Espie suggests cognitive behavioural therapy (CBT) for those with insomnia, based on extensive clinical trial research.
Finding your rhythm
If you really want to overhaul your sleep schedule and rest in shorter bursts continuously, you could think about whether polyphasic sleep will work for you.
But before you consider such an extreme sleep schedule, it's worth setting a routine. Try limiting your out-of-hours email checking and technology use after a certain point in the evening. You could also invest in a SAD lamp if you don't work somewhere with lots of natural light, as this can have a significant impact on mood and energy levels throughout the day.
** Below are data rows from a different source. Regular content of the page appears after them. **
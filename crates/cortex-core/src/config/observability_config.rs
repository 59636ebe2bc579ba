use serde::{Deserialize, Serialize};

/// Configuration for logging and metrics.
#[derive(Debug, Clone, Serialize, Deserialize)]
#[serde(default)]
pub struct ObservabilityConfig {
    pub log_level: String,
    pub log_json: bool,
    pub metrics_enabled: bool,
}

impl Default for ObservabilityConfig {
    fn default() -> Self {
        Self {
            log_level: "info".to_string(),
            log_json: false,
            metrics_enabled: true,
        }
    }
}
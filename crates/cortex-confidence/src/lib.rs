//! Confidence, reinforcement, decay, and tiering arithmetic (§4.1). All
//! confidence mutation in the system goes through this crate's
//! [`ConfidenceEngine`], which is the single place store updates are
//! combined with mutation-log writes.

pub mod arithmetic;
pub mod engine;

pub use engine::ConfidenceEngine;
/// Errors from the language reasoner capability.
#[derive(Debug, thiserror::Error)]
pub enum ReasonerError {
    #[error("language reasoner unavailable: {message}")]
    Unavailable { message: String },

    #[error("reasoner returned malformed output: {message}")]
    MalformedOutput { message: String },

    #[error("reasoner request failed: {message}")]
    Request { message: String },
}
//! §4.2 "Edge decay" and "Pruning rules", run as part of the §4.8 decay
//! pass.

use std::collections::HashMap;
use std::sync::Arc;

use chrono::Utc;
use cortex_core::errors::CortexResult;
use cortex_core::ids::{AgentId, TenantId};
use cortex_core::traits::GraphStore;
use cortex_graph::edge_ops::{decay_strength, excess_indices_by_strength, should_prune};

#[derive(Debug, Clone, Default)]
pub struct EdgeDecayOutcome {
    pub decayed: u64,
    pub pruned: u64,
}

#[allow(clippy::too_many_arguments)]
pub async fn decay_and_prune_edges(
    graph: &Arc<dyn GraphStore>,
    lambda_per_hour: f64,
    strength_floor: f64,
    stale_days: i64,
    min_traversal_count: u64,
    max_per_source: usize,
    tenant_id: TenantId,
    agent_id: AgentId,
) -> CortexResult<EdgeDecayOutcome> {
    let mut outcome = EdgeDecayOutcome::default();
    let now = Utc::now();
    let all = graph.all_edges(tenant_id, agent_id).await?;

    let mut survivors = Vec::with_capacity(all.len());
    for mut edge in all {
        let reference = edge.last_traversed_at.unwrap_or(edge.created_at);
        let elapsed_hours = (now - reference).num_seconds() as f64 / 3_600.0;
        edge.strength = decay_strength(edge.strength, elapsed_hours, lambda_per_hour);
        outcome.decayed += 1;

        if should_prune(&edge, now, strength_floor, stale_days, min_traversal_count) {
            graph
                .delete_edge(&edge.source_id, &edge.target_id, edge.relation_type)
                .await?;
            outcome.pruned += 1;
        } else {
            graph.upsert_edge(edge.clone()).await?;
            survivors.push(edge);
        }
    }

    // Per-source cap: keep only the top `max_per_source` by strength.
    let mut by_source: HashMap<String, Vec<usize>> = HashMap::new();
    for (i, edge) in survivors.iter().enumerate() {
        by_source.entry(edge.source_id.clone()).or_default().push(i);
    }
    for indices in by_source.values() {
        let strengths: Vec<f64> = indices.iter().map(|&i| survivors[i].strength).collect();
        for excess in excess_indices_by_strength(&strengths, max_per_source) {
            let edge = &survivors[indices[excess]];
            graph
                .delete_edge(&edge.source_id, &edge.target_id, edge.relation_type)
                .await?;
            outcome.pruned += 1;
        }
    }

    Ok(outcome)
}

#[cfg(test)]
mod tests {
    use super::*;
    use chrono::Duration;
    use cortex_core::models::{GraphEdge, RelationType};
    use cortex_storage::InMemoryStore;

    #[tokio::test]
    async fn stale_untraversed_edge_is_pruned() {
        let store = InMemoryStore::default();
        let tenant_id = TenantId::new();
        let agent_id = AgentId::new();

        let mut edge = GraphEdge::new("a", "b", RelationType::Causal, 0.5);
        edge.created_at = Utc::now() - Duration::days(120);
        store.upsert_edge(edge).await.unwrap();

        let graph: Arc<dyn GraphStore> = Arc::new(store);
        let outcome = decay_and_prune_edges(&graph, 0.001, 0.05, 90, 3, 50, tenant_id, agent_id)
            .await
            .unwrap();

        assert_eq!(outcome.pruned, 1);
        assert!(graph.get_edge("a", "b", RelationType::Causal).await.unwrap().is_none());
    }

    #[tokio::test]
    async fn fresh_edge_survives_and_decays() {
        let store = InMemoryStore::default();
        let tenant_id = TenantId::new();
        let agent_id = AgentId::new();

        store.upsert_edge(GraphEdge::new("a", "b", RelationType::Causal, 0.9)).await.unwrap();

        let graph: Arc<dyn GraphStore> = Arc::new(store);
        let outcome = decay_and_prune_edges(&graph, 0.01, 0.05, 90, 3, 50, tenant_id, agent_id)
            .await
            .unwrap();

        assert_eq!(outcome.decayed, 1);
        assert_eq!(outcome.pruned, 0);
        assert!(graph.get_edge("a", "b", RelationType::Causal).await.unwrap().is_some());
    }
}
//! §4.5 step 6 "Associations" — thematic edges between a freshly written
//! memory and whatever else in the agent's store resembles it. `derived_from`
//! edges are created inline at insertion time (see `belief.rs`); this step
//! only adds the thematic layer on top.

use std::sync::Arc;

use cortex_core::config::ConsolidationConfig;
use cortex_core::errors::CortexResult;
use cortex_core::ids::{AgentId, MemoryId, TenantId};
use cortex_core::traits::{GraphStore, MemoryStore};
use cortex_graph::builder::thematic_edge;

use crate::util::cosine;

pub async fn build_thematic_associations(
    memories: &Arc<dyn MemoryStore>,
    graph: &Arc<dyn GraphStore>,
    config: &ConsolidationConfig,
    tenant_id: TenantId,
    agent_id: AgentId,
    new_memory_ids: &[MemoryId],
) -> CortexResult<u64> {
    if new_memory_ids.is_empty() {
        return Ok(0);
    }

    let all = memories.list(tenant_id, agent_id).await?;
    let mut created = 0u64;

    for &new_id in new_memory_ids {
        let Some(new_memory) = all.iter().find(|m| m.id == new_id) else { continue };
        let Some(new_embedding) = new_memory.embedding.as_ref() else { continue };

        for other in &all {
            if other.id == new_id {
                continue;
            }
            let Some(other_embedding) = other.embedding.as_ref() else { continue };
            let sim = cosine(new_embedding, other_embedding);
            if sim >= config.cluster_threshold {
                graph
                    .upsert_edge(thematic_edge(&new_id.to_string(), &other.id.to_string(), sim))
                    .await?;
                created += 1;
            }
        }
    }

    Ok(created)
}
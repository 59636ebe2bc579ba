//! Shared domain types, errors, configuration, constants, and capability
//! traits for the Cortex cognitive memory engine. Every other crate in the
//! workspace depends on this one; this crate depends on nothing internal.

pub mod config;
pub mod constants;
pub mod errors;
pub mod ids;
pub mod models;
pub mod observability;
pub mod retry;
pub mod traits;

pub use errors::{CortexError, CortexResult};
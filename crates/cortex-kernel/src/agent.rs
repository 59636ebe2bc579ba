//! Agent directory and per-agent policy overrides (§3 Agent, §6
//! `/v1/agents`).

use std::collections::HashMap;

use cortex_core::errors::{CortexError, CortexResult};
use cortex_core::ids::{AgentId, TenantId};
use cortex_core::models::{Agent, MemoryTypePolicy};

use crate::kernel::CortexKernel;

pub struct CreateAgentParams {
    pub tenant_id: TenantId,
    pub external_id: String,
    pub name: String,
    pub metadata: HashMap<String, serde_json::Value>,
}

pub struct PoliciesParams {
    pub tenant_id: TenantId,
    pub agent_id: AgentId,
    pub policies: Vec<MemoryTypePolicy>,
}

impl CortexKernel {
    /// `AgentStore` has no update method, so re-registering an `external_id`
    /// already owned by a different agent is a conflict rather than an
    /// upsert (§3 Agent "unique per tenant").
    pub async fn create_agent(&self, params: CreateAgentParams) -> CortexResult<Agent> {
        if let Some(existing) = self
            .agents
            .find_by_external_id(params.tenant_id, &params.external_id)
            .await?
        {
            return Err(CortexError::Conflict {
                message: format!("agent with external_id {} already exists as {}", params.external_id, existing.id),
            });
        }

        let mut agent = Agent::new(params.tenant_id, params.external_id, params.name);
        agent.metadata = params.metadata;
        self.agents.create(agent).await
    }

    pub async fn get_agent(&self, tenant_id: TenantId, id: AgentId) -> CortexResult<Agent> {
        self.agents.get(tenant_id, id).await
    }

    pub async fn get_policies(&self, tenant_id: TenantId, agent_id: AgentId) -> CortexResult<Vec<MemoryTypePolicy>> {
        let agent = self.agents.get(tenant_id, agent_id).await?;
        if agent.policies.is_empty() {
            Ok(self.config.policy.type_policies.clone())
        } else {
            Ok(agent.policies)
        }
    }

    /// `AgentStore::create` is keyed by id, so re-submitting an existing
    /// agent acts as an update — there is no separate update method.
    pub async fn put_policies(&self, params: PoliciesParams) -> CortexResult<Agent> {
        let mut agent = self.agents.get(params.tenant_id, params.agent_id).await?;
        agent.policies = params.policies;
        self.agents.create(agent).await
    }
}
"One of the most important things when it comes to sleep is to maintain a regular schedule from day to day. For some people, this will include napping, but for others it will not. It comes down to what works for you," says Espie.
"However, there is no substitute for prioritising nighttime sleep, so it's very important not to get into the habit of using these brief naps as an excuse for short-changing your sleep quota. I wouldn't particularly advocate power naps," he cautions.
In addition, if you're suffering from insomnia, napping during the day can make you less able to get to sleep at bedtime, so should be avoided. And if you do have insomnia, you should be avoiding lie-ins as well to avoid putting your body clock out of synch - sorry!